Understanding the attractiveness of an industry and ultimately inform whether there is opportunity to make a profit in an industry
Threat of substitution
Competition
New Entrants
Power of Buyer
Power of Supplier
What is a monopoly, duopoly and oligopoly?
Monopoly is where there is only one supplier
Duopoly is where there are two suppliers in the market
Oligopoly is where the market is dominated by a few large suppliers
Give information about monopolies
One large supplier in a market
Buyers have to sole source (no choice but to use the 1 supplier)
Example in the UK is water companies
In the UK it is monitored closely by the competition commission to monitor this (think about Asda and Sainsburys)
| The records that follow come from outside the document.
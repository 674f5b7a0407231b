//! Redis client implementation with connection management

use crate::Result;
use redis::aio::ConnectionManager;
use std::time::Duration;

/// Redis client with automatic reconnection
///
/// Cloning is cheap; clones share the underlying multiplexed connection.
#[derive(Clone)]
pub struct RedisClient {
    conn: ConnectionManager,
}

impl RedisClient {
    /// Connect to Redis server
    ///
    /// Supports both redis:// and rediss:// (TLS) URLs
    pub async fn connect(url: &str) -> Result<Self> {
        let client = redis::Client::open(url)?;
        let conn = ConnectionManager::new(client).await?;
        Ok(Self { conn })
    }

    // ============================================================================
    // Conditional writes
    // ============================================================================

    /// SET key value NX PX ttl - set only if absent, with millisecond expiry
    ///
    /// Returns `true` iff this call created the key.
    pub async fn set_nx_px(&self, key: &str, value: &str, ttl: Duration) -> Result<bool> {
        let mut conn = self.conn.clone();
        // Redis rejects PX 0
        let ttl_ms = ttl.as_millis().max(1) as u64;
        let reply: Option<String> = redis::cmd("SET")
            .arg(key)
            .arg(value)
            .arg("NX")
            .arg("PX")
            .arg(ttl_ms)
            .query_async(&mut conn)
            .await?;
        Ok(reply.is_some())
    }

    // ============================================================================
    // Key-Value Operations
    // ============================================================================

    /// GET - Get value by key
    pub async fn get(&self, key: &str) -> Result<Option<String>> {
        let mut conn = self.conn.clone();
        redis::cmd("GET").arg(key).query_async(&mut conn).await
    }

    /// DEL - Delete a key, returns the number of keys removed
    pub async fn del(&self, key: &str) -> Result<i64> {
        let mut conn = self.conn.clone();
        redis::cmd("DEL").arg(key).query_async(&mut conn).await
    }

    /// PTTL - Remaining time to live in milliseconds (-2 missing, -1 no expiry)
    pub async fn pttl(&self, key: &str) -> Result<i64> {
        let mut conn = self.conn.clone();
        redis::cmd("PTTL").arg(key).query_async(&mut conn).await
    }
}
// ============================================================================
// Eventpull Config - Centralized configuration management
// ============================================================================
//
// Loads every ingestion setting from environment variables (with .env
// support) and falls back to sensible defaults. Sub-configurations live in
// their own modules; `Config::validate` rejects values the pipeline cannot
// run with.
//
// ============================================================================

mod broker;
mod constants;
mod lock;
mod logging;
mod scheduler;

pub use broker::{BrokerBackend, BrokerConfig};
pub use lock::{LockBackend, LockConfig};
pub use logging::{LogFormat, LoggingConfig};
pub use scheduler::SchedulerConfig;

use anyhow::{Result, bail};
use constants::*;
use std::str::FromStr;

/// Main configuration structure for the ingestion worker
#[derive(Clone, Debug)]
pub struct Config {
    /// tracing EnvFilter directive (RUST_LOG)
    pub rust_log: String,
    /// Listener for /health, /metrics and /status; none when unset
    pub metrics_bind_addr: Option<String>,

    // Sub-configurations
    pub logging: LoggingConfig,
    pub scheduler: SchedulerConfig,
    pub lock: LockConfig,
    pub broker: BrokerConfig,
}

impl Config {
    /// Load configuration from environment variables
    pub fn from_env() -> Result<Self> {
        dotenvy::dotenv().ok();
        Self::from_lookup(|key| std::env::var(key).ok())
    }

    /// Load configuration from an arbitrary key lookup (tests, embedding hosts)
    pub fn from_lookup<F>(lookup: F) -> Result<Self>
    where
        F: Fn(&str) -> Option<String>,
    {
        let env = Env(&lookup);

        let config = Self {
            rust_log: env
                .string("RUST_LOG")
                .unwrap_or_else(|| DEFAULT_RUST_LOG.to_string()),
            metrics_bind_addr: env.string("METRICS_BIND_ADDR"),
            logging: LoggingConfig::from_env(&env)?,
            scheduler: SchedulerConfig::from_env(&env)?,
            lock: LockConfig::from_env(&env)?,
            broker: BrokerConfig::from_env(&env)?,
        };

        config.validate()?;
        Ok(config)
    }

    /// Reject settings the pipeline cannot run with
    pub fn validate(&self) -> Result<()> {
        self.scheduler.validate()?;
        self.lock.validate(self.scheduler.lock_disabled)?;
        self.broker.validate()?;
        if let Some(addr) = &self.metrics_bind_addr {
            if addr.parse::<std::net::SocketAddr>().is_err() {
                bail!("Invalid value for METRICS_BIND_ADDR: '{}' (expected host:port)", addr);
            }
        }
        Ok(())
    }
}

impl Default for Config {
    fn default() -> Self {
        Self {
            rust_log: DEFAULT_RUST_LOG.to_string(),
            metrics_bind_addr: None,
            logging: LoggingConfig::default(),
            scheduler: SchedulerConfig::default(),
            lock: LockConfig::default(),
            broker: BrokerConfig::default(),
        }
    }
}

/// Typed view over a key lookup
pub(crate) struct Env<'a>(&'a dyn Fn(&str) -> Option<String>);

impl Env<'_> {
    pub(crate) fn string(&self, key: &str) -> Option<String> {
        (self.0)(key).filter(|v| !v.trim().is_empty())
    }

    /// Parse a value, failing loudly on garbage instead of silently defaulting
    pub(crate) fn parse_or<T>(&self, key: &str, default: T) -> Result<T>
    where
        T: FromStr,
        T::Err: std::fmt::Display,
    {
        match self.string(key) {
            Some(raw) => match raw.trim().parse() {
                Ok(value) => Ok(value),
                Err(e) => bail!("Invalid value for {}: '{}' ({})", key, raw, e),
            },
            None => Ok(default),
        }
    }

    pub(crate) fn bool_or(&self, key: &str, default: bool) -> Result<bool> {
        match self.string(key) {
            Some(raw) => match raw.trim().to_lowercase().as_str() {
                "true" | "1" | "yes" => Ok(true),
                "false" | "0" | "no" => Ok(false),
                _ => bail!("Invalid value for {}: '{}' (expected true/false)", key, raw),
            },
            None => Ok(default),
        }
    }
}

#[cfg(test)]
mod tests {
    use super::*;
    use std::collections::HashMap;
    use std::time::Duration;

    fn load(vars: &[(&str, &str)]) -> Result<Config> {
        let map: HashMap<String, String> = vars
            .iter()
            .map(|(k, v)| (k.to_string(), v.to_string()))
            .collect();
        Config::from_lookup(move |key| map.get(key).cloned())
    }

    #[test]
    fn test_defaults_with_memory_backends() {
        let config = load(&[("LOCK_BACKEND", "memory"), ("BROKER_BACKEND", "memory")]).unwrap();

        assert_eq!(config.rust_log, "info");
        assert!(config.metrics_bind_addr.is_none());
        assert_eq!(config.scheduler.polling_frequency, Duration::from_secs(30));
        assert_eq!(config.scheduler.lock_key, "eventpull:ingestion-lock");
        assert_eq!(config.scheduler.lock_timeout, Duration::from_secs(300));
        assert!(!config.scheduler.allow_concurrent_runs);
        assert_eq!(config.lock.retry_count, 3);
        assert_eq!(config.lock.retry_delay_base_secs, 2.0);
        assert_eq!(config.lock.circuit_failure_threshold, 0.1);
        assert_eq!(config.lock.circuit_minimum_throughput, 100);
        assert_eq!(config.broker.event_batch_size, 100);
        assert_eq!(config.broker.max_wait_time, Duration::from_secs(10));
        assert!(config.broker.topics.is_empty());
    }

    #[test]
    fn test_overrides_and_topics() {
        let config = load(&[
            ("REDIS_URL", "redis://cache:6379"),
            ("BROKER_ENDPOINT", "https://ns.example.net"),
            ("INGEST_POLLING_FREQUENCY_SECS", "5"),
            ("INGEST_ALLOW_CONCURRENT_RUNS", "true"),
            ("LOCK_RETRY_DELAY_BASE_SECS", "0.5"),
            ("BROKER_EVENT_BATCH_SIZE", "25"),
            (
                "INGEST_TOPICS",
                r#"[{"name":"orders","key":"k","subscriptions":["a","b"]},{"name":"audit","subscriptions":["c"]}]"#,
            ),
        ])
        .unwrap();

        assert_eq!(config.scheduler.polling_frequency, Duration::from_secs(5));
        assert!(config.scheduler.allow_concurrent_runs);
        assert_eq!(config.lock.retry_delay_base_secs, 0.5);
        assert_eq!(config.broker.event_batch_size, 25);
        assert_eq!(config.broker.targets().len(), 3);
        assert_eq!(config.lock.redis_url.as_deref(), Some("redis://cache:6379"));
    }

    #[test]
    fn test_redis_url_required_for_redis_backend() {
        let err = load(&[("BROKER_BACKEND", "memory")]).unwrap_err();
        assert!(err.to_string().contains("REDIS_URL"));
    }

    #[test]
    fn test_redis_url_not_required_when_lock_disabled() {
        let config = load(&[("BROKER_BACKEND", "memory"), ("INGEST_LOCK_DISABLED", "true")]);
        assert!(config.is_ok());
    }

    #[test]
    fn test_invalid_values_are_rejected() {
        let base = [("LOCK_BACKEND", "memory"), ("BROKER_BACKEND", "memory")];

        let mut vars = base.to_vec();
        vars.push(("BROKER_EVENT_BATCH_SIZE", "0"));
        assert!(load(&vars).is_err());

        let mut vars = base.to_vec();
        vars.push(("LOCK_CIRCUIT_FAILURE_THRESHOLD", "1.5"));
        assert!(load(&vars).is_err());

        let mut vars = base.to_vec();
        vars.push(("INGEST_POLLING_FREQUENCY_SECS", "soon"));
        let err = load(&vars).unwrap_err();
        assert!(err.to_string().contains("INGEST_POLLING_FREQUENCY_SECS"));

        let mut vars = base.to_vec();
        vars.push(("INGEST_TOPICS", r#"[{"name":"orders","subscriptions":[""]}]"#));
        assert!(load(&vars).is_err());

        let mut vars = base.to_vec();
        vars.push(("METRICS_BIND_ADDR", "everywhere"));
        assert!(load(&vars).is_err());
    }
}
Suppliers have all the bargaining strength
Patents can generate monopolies
Give information about duopolies
2 suppliers in a market
Can result in uncompetitiveness through unofficial commercial alliances
Historically this would have been airbus and boeing before comac entered the market
Give information about oligopolies
Where a few large suppliers dominate the market as cost of entering the market is large
Examples are the oil industry
Actions of one company can significantly affect the others
Supplier power is still strong
Governments have responded with controls to try and prevent price fixing and collusion
What is imperfect competition?
There are a number of suppliers in the market, but they are not selling similar services or products reducing the amount of competition
Each seller could therefore follow a differentiation strategy
Monopoly and oligopoly are examples
What is perfect competition?
Large number of suppliers selling identical products and services
It is hypothetical where competition is at its greatest
There is perfect market knowledge (all buyers have easy and instant access to prices)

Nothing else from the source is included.